Shortly after dawn on Monday, we saw a fire truck racing past our house. Since we live on an out of the way, dead end road, I thought that our neighbors might be having a health issue, but when I called, they told me they could see flames and smoke in the forest behind their house.
Everything in me hoped it was just a very large, (illegal) campfire, but before long, it began to spread and climb and crews of firefighters began gathering at various access points. I know that all of the chain saw noise and controlled burns can be a nuisance, but I cannot tell you how wonderful it is to have this buffer zone around our communities. Last fall the crews worked daily on the very area that was threatened by this fire and their hard work appears to have paid off.
It seems that everyone in town is already aware of the culprit; however, I will simply say that a careless camper has once again put our community in grave danger. For some reason, folks just can’t seem to get it that one spark in a dry forest carpeted with volatile pine needles and cones can create an uncontrollable tempest in a matter of seconds.
I don’t know how much more “aware” you can make people since we have postings, signs, pamphlets and information available everywhere imaginable. This is an early warning sign and hopefully folks coming to visit our area will heed it.
I can’t say enough about the outstanding fire crews who worked non-stop to contain and control the blaze.
The helicopters dropped water repeatedly all day long, while several planes acted as spotters and others dropped flame retardant. A line of firefighters could be seen along the edge, their chain saws buzzing non-stop as they worked to keep the blaze from spreading even further. As dark descended, isolated blazes could be seen dotting the side of the mountain, along with the bright reassuring lights of the crew who undoubtedly wouldn’t be sleeping too much that night. We are so blessed to have these dedicated firefighters who work so hard to keep us safe. And while we go back to our routines, the crews will continue to work until the fire is out and no longer a danger.

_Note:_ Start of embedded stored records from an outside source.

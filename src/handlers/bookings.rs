use std::sync::Arc;

use axum::extract::{Path, Query, State};
use axum::http::HeaderMap;
use axum::Json;
use chrono::{NaiveDateTime, NaiveTime};
use serde::{Deserialize, Serialize};

use crate::db::queries::{self, BookingDetail, BookingFilter};
use crate::errors::AppError;
use crate::handlers::auth;
use crate::models::{Booking, BookingStatus, PaymentStatus};
use crate::services;
use crate::services::bookings::{NewBooking, StateUpdate};
use crate::state::AppState;

#[derive(Serialize)]
pub struct BookingDetailResponse {
    pub booking: Booking,
    pub service_title: String,
    pub service_category: String,
    pub business_name: String,
    pub tourist_name: Option<String>,
}

impl From<BookingDetail> for BookingDetailResponse {
    fn from(detail: BookingDetail) -> Self {
        BookingDetailResponse {
            booking: detail.booking,
            service_title: detail.service_title,
            service_category: detail.service_category,
            business_name: detail.business_name,
            tourist_name: detail.tourist_name,
        }
    }
}

/// Partial `{status, payment_status}` update shared by the vendor and admin
/// booking endpoints. Both fields optional; an empty body is allowed and
/// simply re-runs the settlement side effects for the current state.
#[derive(Deserialize)]
pub struct BookingStateRequest {
    pub status: Option<String>,
    pub payment_status: Option<String>,
}

pub fn parse_state_request(body: &BookingStateRequest) -> Result<StateUpdate, AppError> {
    let status = match &body.status {
        Some(s) => Some(
            BookingStatus::parse(s)
                .ok_or_else(|| AppError::Validation(format!("unknown status '{s}'")))?,
        ),
        None => None,
    };
    let payment_status = match &body.payment_status {
        Some(s) => Some(
            PaymentStatus::parse(s)
                .ok_or_else(|| AppError::Validation(format!("unknown payment_status '{s}'")))?,
        ),
        None => None,
    };
    Ok(StateUpdate {
        status,
        payment_status,
    })
}

fn parse_booking_date(s: &str) -> Result<NaiveDateTime, AppError> {
    NaiveDateTime::parse_from_str(s, "%Y-%m-%d %H:%M:%S")
        .or_else(|_| NaiveDateTime::parse_from_str(s, "%Y-%m-%dT%H:%M:%S"))
        .or_else(|_| {
            chrono::NaiveDate::parse_from_str(s, "%Y-%m-%d").map(|d| d.and_time(NaiveTime::MIN))
        })
        .map_err(|_| AppError::Validation(format!("invalid booking_date '{s}'")))
}

// POST /api/bookings
#[derive(Deserialize)]
pub struct CreateBookingRequest {
    pub service_id: String,
    pub booking_date: String,
    pub num_people: Option<i64>,
    pub guest_name: Option<String>,
    pub guest_email: Option<String>,
    pub guest_phone: Option<String>,
    pub notes: Option<String>,
}

pub async fn create_booking(
    State(state): State<Arc<AppState>>,
    headers: HeaderMap,
    Json(body): Json<CreateBookingRequest>,
) -> Result<Json<BookingDetailResponse>, AppError> {
    let booking_date = parse_booking_date(&body.booking_date)?;

    let detail = {
        let db = state.db.lock().unwrap();
        let tourist = auth::optional_profile(&db, &headers)?;

        let new = NewBooking {
            service_id: body.service_id,
            tourist_id: tourist.map(|p| p.id),
            guest_name: body.guest_name,
            guest_email: body.guest_email,
            guest_phone: body.guest_phone,
            booking_date,
            num_people: body.num_people.unwrap_or(1),
            notes: body.notes,
        };
        services::bookings::create_booking(&db, &new)?
    };

    Ok(Json(detail.into()))
}

// GET /api/my/bookings
#[derive(Deserialize)]
pub struct MyBookingsQuery {
    pub status: Option<String>,
    pub limit: Option<i64>,
}

pub async fn my_bookings(
    State(state): State<Arc<AppState>>,
    headers: HeaderMap,
    Query(query): Query<MyBookingsQuery>,
) -> Result<Json<Vec<Booking>>, AppError> {
    let bookings = {
        let db = state.db.lock().unwrap();
        let profile = auth::require_profile(&db, &headers)?;

        let filter = BookingFilter {
            status: query.status,
            tourist_id: Some(profile.id),
            limit: query.limit.unwrap_or(50),
            ..Default::default()
        };
        queries::list_bookings(&db, &filter)?
    };
    Ok(Json(bookings))
}

// POST /api/my/bookings/:id/cancel
pub async fn cancel_my_booking(
    State(state): State<Arc<AppState>>,
    headers: HeaderMap,
    Path(id): Path<String>,
) -> Result<Json<BookingDetailResponse>, AppError> {
    let detail = {
        let db = state.db.lock().unwrap();
        let profile = auth::require_profile(&db, &headers)?;

        let booking = queries::get_booking(&db, &id)?
            .ok_or_else(|| AppError::NotFound("booking not found".to_string()))?;
        if booking.tourist_id.as_deref() != Some(profile.id.as_str()) {
            return Err(AppError::Forbidden(
                "booking does not belong to this account".to_string(),
            ));
        }

        let update = StateUpdate {
            status: Some(BookingStatus::Cancelled),
            payment_status: None,
        };
        services::bookings::apply_state_update(&db, &id, update)?
            .ok_or_else(|| AppError::NotFound("booking not found".to_string()))?
    };

    Ok(Json(detail.into()))
}
use std::sync::Arc;

use axum::extract::{Path, Query, State};
use axum::http::HeaderMap;
use axum::Json;
use chrono::Utc;
use serde::Deserialize;
use uuid::Uuid;

use crate::db::queries::{self, ServiceFilter};
use crate::errors::AppError;
use crate::handlers::auth;
use crate::models::{Review, ReviewStatus, Role, Service, ServiceCategory, VendorStatus};
use crate::state::AppState;

/// A service is publicly visible only while it is active and its vendor is
/// approved.
fn publicly_visible(conn: &rusqlite::Connection, service: &Service) -> Result<bool, AppError> {
    if !service.is_active {
        return Ok(false);
    }
    let approved = queries::get_vendor(conn, &service.vendor_id)?
        .map(|v| v.status == VendorStatus::Approved)
        .unwrap_or(false);
    Ok(approved)
}

// GET /api/services
#[derive(Deserialize)]
pub struct SearchQuery {
    pub category: Option<String>,
    pub location: Option<String>,
    pub q: Option<String>,
    pub min_price: Option<i64>,
    pub max_price: Option<i64>,
    pub limit: Option<i64>,
}

pub async fn search_services(
    State(state): State<Arc<AppState>>,
    Query(query): Query<SearchQuery>,
) -> Result<Json<Vec<Service>>, AppError> {
    if let Some(category) = &query.category {
        if ServiceCategory::parse(category).is_none() {
            return Err(AppError::Validation(format!("unknown category '{category}'")));
        }
    }

    let filter = ServiceFilter {
        category: query.category,
        location: query.location,
        q: query.q,
        min_price: query.min_price,
        max_price: query.max_price,
        limit: query.limit.unwrap_or(50),
    };

    let services = {
        let db = state.db.lock().unwrap();
        queries::search_services(&db, &filter)?
    };
    Ok(Json(services))
}

// GET /api/services/:id
pub async fn get_service(
    State(state): State<Arc<AppState>>,
    Path(id): Path<String>,
) -> Result<Json<Service>, AppError> {
    let service = {
        let db = state.db.lock().unwrap();
        let service = queries::get_service(&db, &id)?
            .ok_or_else(|| AppError::NotFound("service not found".to_string()))?;
        if !publicly_visible(&db, &service)? {
            return Err(AppError::NotFound("service not found".to_string()));
        }
        service
    };
    Ok(Json(service))
}

// GET /api/services/:id/reviews
pub async fn get_service_reviews(
    State(state): State<Arc<AppState>>,
    Path(id): Path<String>,
) -> Result<Json<Vec<Review>>, AppError> {
    let reviews = {
        let db = state.db.lock().unwrap();
        if queries::get_service(&db, &id)?.is_none() {
            return Err(AppError::NotFound("service not found".to_string()));
        }
        queries::list_approved_reviews(&db, &id)?
    };
    Ok(Json(reviews))
}

// POST /api/services/:id/reviews
#[derive(Deserialize)]
pub struct PostReviewRequest {
    pub rating: i64,
    pub comment: Option<String>,
}

pub async fn post_review(
    State(state): State<Arc<AppState>>,
    headers: HeaderMap,
    Path(id): Path<String>,
    Json(body): Json<PostReviewRequest>,
) -> Result<Json<Review>, AppError> {
    if !(1..=5).contains(&body.rating) {
        return Err(AppError::Validation("rating must be between 1 and 5".to_string()));
    }

    let review = {
        let db = state.db.lock().unwrap();
        let profile = auth::require_profile(&db, &headers)?;
        if profile.role != Role::Tourist {
            return Err(AppError::Forbidden("tourist account required".to_string()));
        }

        let service = queries::get_service(&db, &id)?
            .ok_or_else(|| AppError::NotFound("service not found".to_string()))?;
        if !publicly_visible(&db, &service)? {
            return Err(AppError::NotFound("service not found".to_string()));
        }

        let now = Utc::now().naive_utc();
        let review = Review {
            id: Uuid::new_v4().to_string(),
            service_id: service.id,
            tourist_id: profile.id,
            rating: body.rating,
            comment: body.comment,
            status: ReviewStatus::Pending,
            created_at: now,
            updated_at: now,
        };
        queries::create_review(&db, &review)?;
        review
    };

    Ok(Json(review))
}
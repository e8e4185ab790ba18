use rusqlite::Connection;

use crate::db::queries;
use crate::models::WalletStats;

/// Add `amount` to a wallet's cached balance, creating a zero-balance row
/// first if the owner has none. Returns the new balance.
pub fn credit(conn: &Connection, owner: &str, amount: i64, currency: &str) -> anyhow::Result<i64> {
    queries::adjust_wallet_balance(conn, owner, amount, currency)
}

/// Mirror of [`credit`]. No overdraft guard; callers validate against the
/// recomputed available balance before requesting withdrawals.
pub fn debit(conn: &Connection, owner: &str, amount: i64, currency: &str) -> anyhow::Result<i64> {
    queries::adjust_wallet_balance(conn, owner, -amount, currency)
}

/// Recompute a vendor's earnings picture from the ledger.
///
/// Completed payments are partitioned by whether their booking has reached
/// `completed`: earnings on finished bookings count as earned, the rest as
/// pending. Withdrawals split the same way on their own status. The derived
/// `available_balance` can diverge from the cached wallet balance; callers
/// surface both rather than picking one.
pub fn compute_stats(conn: &Connection, vendor_id: &str) -> anyhow::Result<WalletStats> {
    let ledger = queries::get_vendor_ledger(conn, vendor_id)?;

    let mut stats = WalletStats::default();
    for row in &ledger {
        match (row.transaction_type.as_str(), row.status.as_str()) {
            ("payment", "completed") => {
                if row.booking_status.as_deref() == Some("completed") {
                    stats.total_earned += row.amount;
                } else {
                    stats.pending_earnings += row.amount;
                }
            }
            ("withdrawal", "completed") => stats.total_withdrawn += row.amount,
            ("withdrawal", "pending") | ("withdrawal", "approved") => {
                stats.pending_withdrawals += row.amount;
            }
            _ => {}
        }
    }

    stats.available_balance = stats.total_earned - stats.total_withdrawn
        - stats.pending_withdrawals
        + stats.pending_earnings;
    Ok(stats)
}

/// Stats with the degraded fallback: any failure logs a warning and yields
/// zeroed stats so one bad sub-query never blanks a vendor's dashboard.
pub fn stats_or_default(conn: &Connection, vendor_id: &str) -> WalletStats {
    match compute_stats(conn, vendor_id) {
        Ok(stats) => stats,
        Err(e) => {
            tracing::warn!(vendor_id, error = %e, "wallet stats unavailable, returning zeroed stats");
            WalletStats::default()
        }
    }
}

Before I had any idea we would be in the midst of our first fire of the season, I spent some time this week on the phone with Jerry Townsend who manages the brush removal program in our communities. There have been questions regarding the schedule and nature of the program, so I’d like to share with you some of the insights that I gained.
First of all, Jerry acknowledged that some frustration has arisen due to the fact that certain brush piles have not been removed in a timely manner. This is due to several factors — one being funding.
The brush pickup program is funded solely by grants, not property taxes as some folks believe. Although the number of folks using the brush removal continues to increase as more and more people hear about the service, they are currently budgeted for only about 32 hours per week.
In an effort to meet the growing demand for their services, about two years ago the decision was made to divide Pine and Strawberry into four sections each with the idea that the crew would pickup one section per day on a constantly rotating schedule.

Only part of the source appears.